• ACTIVITY: Where in the data below does the word "EXISTS" appear? Copy each line that holds it.

[Stored items]
----------------------------------------
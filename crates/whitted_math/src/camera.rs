//! Camera placement and projection matrices.
//!
//! `look_at` never fails. Degenerate input (eye on top of the target, an up
//! vector parallel to the view direction) is repaired with a fixed fallback
//! chain and the repairs are reported alongside the result.

use glam::DVec3;

use crate::{AffineTransform, HomogeneousVector, RigidTransform};

/// A degenerate camera configuration that was repaired.
#[derive(Debug, Clone, Copy, PartialEq, Eq)]
pub enum Degeneracy {
    /// Eye and target coincide; the target was moved to `eye - (0, 0, 1)`.
    CoincidentEyeAndTarget,
    /// The up vector was parallel to the view direction; world up `(0, 1, 0)` was used.
    UpParallelToView,
    /// World up was parallel to the view direction as well; `(0, 0, 1)` was used.
    WorldUpParallelToView,
}

/// A value together with the degeneracies repaired while computing it.
#[derive(Debug, Clone, PartialEq)]
pub struct Diagnosed<T> {
    pub value: T,
    pub diagnostics: Vec<Degeneracy>,
}

impl<T> Diagnosed<T> {
    /// True when no fallback was needed.
    pub fn is_clean(&self) -> bool {
        self.diagnostics.is_empty()
    }

    pub fn into_inner(self) -> T {
        self.value
    }
}

/// Component of `up` orthogonal to the unit vector `z`, normalized.
fn orthogonalize(up: HomogeneousVector, z: HomogeneousVector) -> HomogeneousVector {
    (up - z * up.dot(&z)).normalize()
}

/// World-to-camera transform for a camera at `eye` looking at `target`.
///
/// The camera looks down its own `-z` axis with `+y` towards `up`. `eye` and
/// `target` are treated as points and `up` as a vector whatever their `w`.
pub fn look_at(
    eye: HomogeneousVector,
    target: HomogeneousVector,
    up: HomogeneousVector,
) -> Diagnosed<RigidTransform> {
    let mut diagnostics = Vec::new();
    let eye = eye.to_point();
    let mut target = target.to_point();
    let up = up.to_vector();

    if (eye - target).norm() == 0.0 {
        log::warn!("look_at: eye and target are the same point {:?}", eye.cartesian());
        target = eye - HomogeneousVector::vector(0.0, 0.0, 1.0);
        diagnostics.push(Degeneracy::CoincidentEyeAndTarget);
    }

    let z = (eye - target).normalize();
    let mut y = orthogonalize(up, z);
    if y.norm() == 0.0 {
        log::warn!("look_at: up vector {:?} is parallel to the view direction", up.xyz());
        diagnostics.push(Degeneracy::UpParallelToView);
        y = orthogonalize(HomogeneousVector::vector(0.0, 1.0, 0.0), z);
        if y.norm() == 0.0 {
            log::warn!("look_at: world up is parallel to the view direction, using +z");
            diagnostics.push(Degeneracy::WorldUpParallelToView);
            y = orthogonalize(HomogeneousVector::vector(0.0, 0.0, 1.0), z);
        }
    }
    let x = y.cross(&z);

    let rotation = RigidTransform::from_basis_rows(x.xyz(), y.xyz(), z.xyz(), DVec3::ZERO);
    let shift = -(rotation * eye);
    let value = RigidTransform::from_basis_rows(x.xyz(), y.xyz(), z.xyz(), shift.cartesian());

    Diagnosed { value, diagnostics }
}

/// Perspective projection for an image plane scaled by `image`.
pub fn persp(near: f64, far: f64, image: f64) -> AffineTransform {
    AffineTransform::from_rows([
        [image, 0.0, 0.0, 0.0],
        [0.0, image, 0.0, 0.0],
        [0.0, 0.0, (near + far) / (near - far), 2.0 * near * far / (near - far)],
        [0.0, 0.0, -1.0, 0.0],
    ])
}

/// Closed-form inverse of [`persp`] with the same parameters.
pub fn inv_persp(near: f64, far: f64, image: f64) -> AffineTransform {
    AffineTransform::from_rows([
        [1.0 / image, 0.0, 0.0, 0.0],
        [0.0, 1.0 / image, 0.0, 0.0],
        [0.0, 0.0, 0.0, -1.0],
        [
            0.0,
            0.0,
            (near - far) / (2.0 * near * far),
            (near + far) / (2.0 * near * far),
        ],
    ])
}

#[cfg(test)]
mod tests {
    use super::*;

    #[test]
    fn test_look_at_default_camera() {
        let view = look_at(
            HomogeneousVector::point(0.0, 0.0, 8.0),
            HomogeneousVector::point(0.0, 0.0, 0.0),
            HomogeneousVector::vector(0.0, 1.0, 0.0),
        );
        assert!(view.is_clean());

        // The eye maps to the camera origin, the target onto -z
        let eye = view.value * HomogeneousVector::point(0.0, 0.0, 8.0);
        let target = view.value * HomogeneousVector::point(0.0, 0.0, 0.0);
        assert!(eye.abs_diff_eq(&HomogeneousVector::point(0.0, 0.0, 0.0), 1e-12));
        assert!(target.abs_diff_eq(&HomogeneousVector::point(0.0, 0.0, -8.0), 1e-12));
    }

    #[test]
    fn test_look_at_coincident_eye_and_target() {
        let eye = HomogeneousVector::point(1.0, 2.0, 3.0);
        let view = look_at(eye, eye, HomogeneousVector::vector(0.0, 1.0, 0.0));
        assert_eq!(view.diagnostics, vec![Degeneracy::CoincidentEyeAndTarget]);

        // Falls back to looking down world -z
        let ahead = view.value * HomogeneousVector::point(1.0, 2.0, 2.0);
        assert!(ahead.abs_diff_eq(&HomogeneousVector::point(0.0, 0.0, -1.0), 1e-12));
    }

    #[test]
    fn test_look_at_up_parallel_to_view() {
        let view = look_at(
            HomogeneousVector::point(0.0, 5.0, 0.0),
            HomogeneousVector::point(0.0, 0.0, 0.0),
            HomogeneousVector::vector(0.0, 3.0, 0.0),
        );
        // Both the supplied up and world up are parallel to the view axis
        assert_eq!(
            view.diagnostics,
            vec![Degeneracy::UpParallelToView, Degeneracy::WorldUpParallelToView]
        );

        let m = view.value;
        for row in 0..3 {
            let len2: f64 = (0..3).map(|col| m.get(row, col).powi(2)).sum();
            assert!((len2 - 1.0).abs() < 1e-12, "row {} not unit length", row);
        }
    }

    #[test]
    fn test_look_at_produces_invertible_transform() {
        let view = look_at(
            HomogeneousVector::point(3.0, -2.0, 7.0),
            HomogeneousVector::point(0.5, 0.0, 0.0),
            HomogeneousVector::vector(0.0, 1.0, 0.2),
        )
        .into_inner();
        let p = HomogeneousVector::point(-1.0, 4.0, 2.0);
        assert!((view.inverse() * (view * p)).abs_diff_eq(&p, 1e-10));
    }

    #[test]
    fn test_inv_persp_inverts_persp() {
        let (near, far, image) = (0.5, 20.0, 1.25);
        let product = inv_persp(near, far, image) * persp(near, far, image);
        assert!(product.abs_diff_eq(&AffineTransform::IDENTITY, 1e-12));
    }
}
use anyhow::{Context, Result};
use itertools::Itertools;
use rusqlite::Connection;
use tracing::{info, warn};

use crate::{
    grid::{GridPlanner, GridSpec},
    nearby::PlaceSearch,
    places::PlaceStore,
    utils::progress_bar,
};

#[derive(Debug, Clone, Copy)]
pub struct CrawlConfig {
    pub grid: GridSpec,
    /// metres
    pub radius: u32,
    pub limit: Option<usize>,
}

#[derive(Debug, Default, PartialEq, Eq)]
pub struct CrawlReport {
    /// pending locations found before applying `limit`
    pub pending: usize,
    pub searched: usize,
    pub completed: usize,
    pub failed: usize,
    pub new_places: usize,
}

/// Searches every pending grid point once. A failed search leaves its point
/// pending for the next run; storage errors abort.
pub fn run(conn: &Connection, search: &impl PlaceSearch, config: &CrawlConfig) -> Result<CrawlReport> {
    let planner = GridPlanner::new(conn);
    let store = PlaceStore::new(conn);

    let half_diagonal = config.grid.half_diagonal_metres();
    if half_diagonal > f64::from(config.radius) {
        warn!(
            radius = config.radius,
            half_diagonal = format_args!("{half_diagonal:.0}"),
            "search radius doesn't reach the corners of each grid cell"
        );
    }

    let generated = planner
        .generate(&config.grid)
        .context("Failed to generate search grid")?;
    info!(
        count = config.grid.count(),
        spacing = config.grid.spacing(),
        inserted = generated.inserted,
        total = generated.total,
        "search grid ready"
    );

    let mut pending = planner.pending().context("Failed to list pending locations")?;
    if pending.is_empty() {
        info!("all search locations have already been completed");
        return Ok(CrawlReport::default());
    }
    let mut report = CrawlReport {
        pending: pending.len(),
        ..Default::default()
    };
    if let Some(limit) = config.limit {
        pending.truncate(limit);
    }
    info!(
        pending = report.pending,
        visiting = pending.len(),
        "found pending locations"
    );

    let mut failed = Vec::new();
    let pb = progress_bar(pending.len() as u64);
    for location in &pending {
        pb.set_message(location.to_string());
        report.searched += 1;

        match search.search(location, config.radius) {
            Ok(records) => {
                let outcome = store
                    .upsert_batch(&records)
                    .with_context(|| format!("Failed to store places for {location}"))?;
                planner
                    .mark_completed(location)
                    .with_context(|| format!("Failed to mark {location} completed"))?;
                info!(
                    %location,
                    fetched = records.len(),
                    new_places = outcome.new_places,
                    skipped = outcome.rejected,
                    "location completed"
                );
                report.completed += 1;
                report.new_places += outcome.new_places;
            }
            Err(err) => {
                warn!(%location, error = %err, "search failed, will retry next run");
                report.failed += 1;
                failed.push(location);
            }
        }
        pb.inc(1);
    }
    pb.finish_and_clear();

    if !failed.is_empty() {
        warn!(locations = %failed.iter().join(" "), "left pending");
    }
    Ok(report)
}
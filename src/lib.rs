pub mod config;
pub mod crawl;
pub mod db;
pub mod grid;
pub mod nearby;
pub mod places;
mod utils;

pub use _model::{GridKey, Location, PlaceRecord, SearchStatus};
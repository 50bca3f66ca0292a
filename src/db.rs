use std::path::Path;

use _model::{ParseKeyError, SearchStatus};
use rusqlite::Connection;
use serde::Serialize;
use thiserror::Error;

pub type Result<T> = std::result::Result<T, StoreError>;

#[derive(Debug, Error)]
pub enum StoreError {
    #[error(transparent)]
    Sqlite(#[from] rusqlite::Error),
    #[error("grid point {location} has unknown status {value:?}")]
    InvalidStatus { location: String, value: String },
    #[error("stored grid location {location:?} is malformed")]
    InvalidLocation {
        location: String,
        source: ParseKeyError,
    },
}

const SCHEMA: &str = "
    CREATE TABLE IF NOT EXISTS places (
        place_id TEXT PRIMARY KEY,
        name TEXT NOT NULL
    );
    CREATE TABLE IF NOT EXISTS types (
        type_id INTEGER PRIMARY KEY AUTOINCREMENT,
        type_name TEXT NOT NULL UNIQUE
    );
    CREATE TABLE IF NOT EXISTS place_types (
        place_id TEXT NOT NULL REFERENCES places (place_id),
        type_id INTEGER NOT NULL REFERENCES types (type_id),
        PRIMARY KEY (place_id, type_id)
    );
    CREATE TABLE IF NOT EXISTS search_grid (
        location TEXT PRIMARY KEY,
        status TEXT NOT NULL DEFAULT 'pending' CHECK (status IN ('pending', 'completed'))
    );
";

pub fn open(path: &Path) -> Result<Connection> {
    setup(Connection::open(path)?)
}

pub fn open_in_memory() -> Result<Connection> {
    setup(Connection::open_in_memory()?)
}

fn setup(conn: Connection) -> Result<Connection> {
    conn.execute_batch("PRAGMA foreign_keys = ON;")?;
    conn.execute_batch(SCHEMA)?;
    Ok(conn)
}

pub fn parse_status(location: &str, value: String) -> Result<SearchStatus> {
    value.parse().map_err(|_| StoreError::InvalidStatus {
        location: location.to_string(),
        value,
    })
}

#[derive(Debug, Default, PartialEq, Eq, Serialize)]
pub struct Summary {
    pub places: u64,
    pub types: u64,
    pub associations: u64,
    pub pending: u64,
    pub completed: u64,
}

pub fn summary(conn: &Connection) -> Result<Summary> {
    let count = |sql: &str| conn.query_row(sql, [], |row| row.get::<_, u64>(0));
    Ok(Summary {
        places: count("SELECT COUNT(*) FROM places")?,
        types: count("SELECT COUNT(*) FROM types")?,
        associations: count("SELECT COUNT(*) FROM place_types")?,
        pending: count("SELECT COUNT(*) FROM search_grid WHERE status = 'pending'")?,
        completed: count("SELECT COUNT(*) FROM search_grid WHERE status = 'completed'")?,
    })
}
----------------------------------------
• WORKED SOLUTION:
    CREATE TABLE IF NOT EXISTS places (
    CREATE TABLE IF NOT EXISTS types (
    CREATE TABLE IF NOT EXISTS place_types (
    CREATE TABLE IF NOT EXISTS search_grid (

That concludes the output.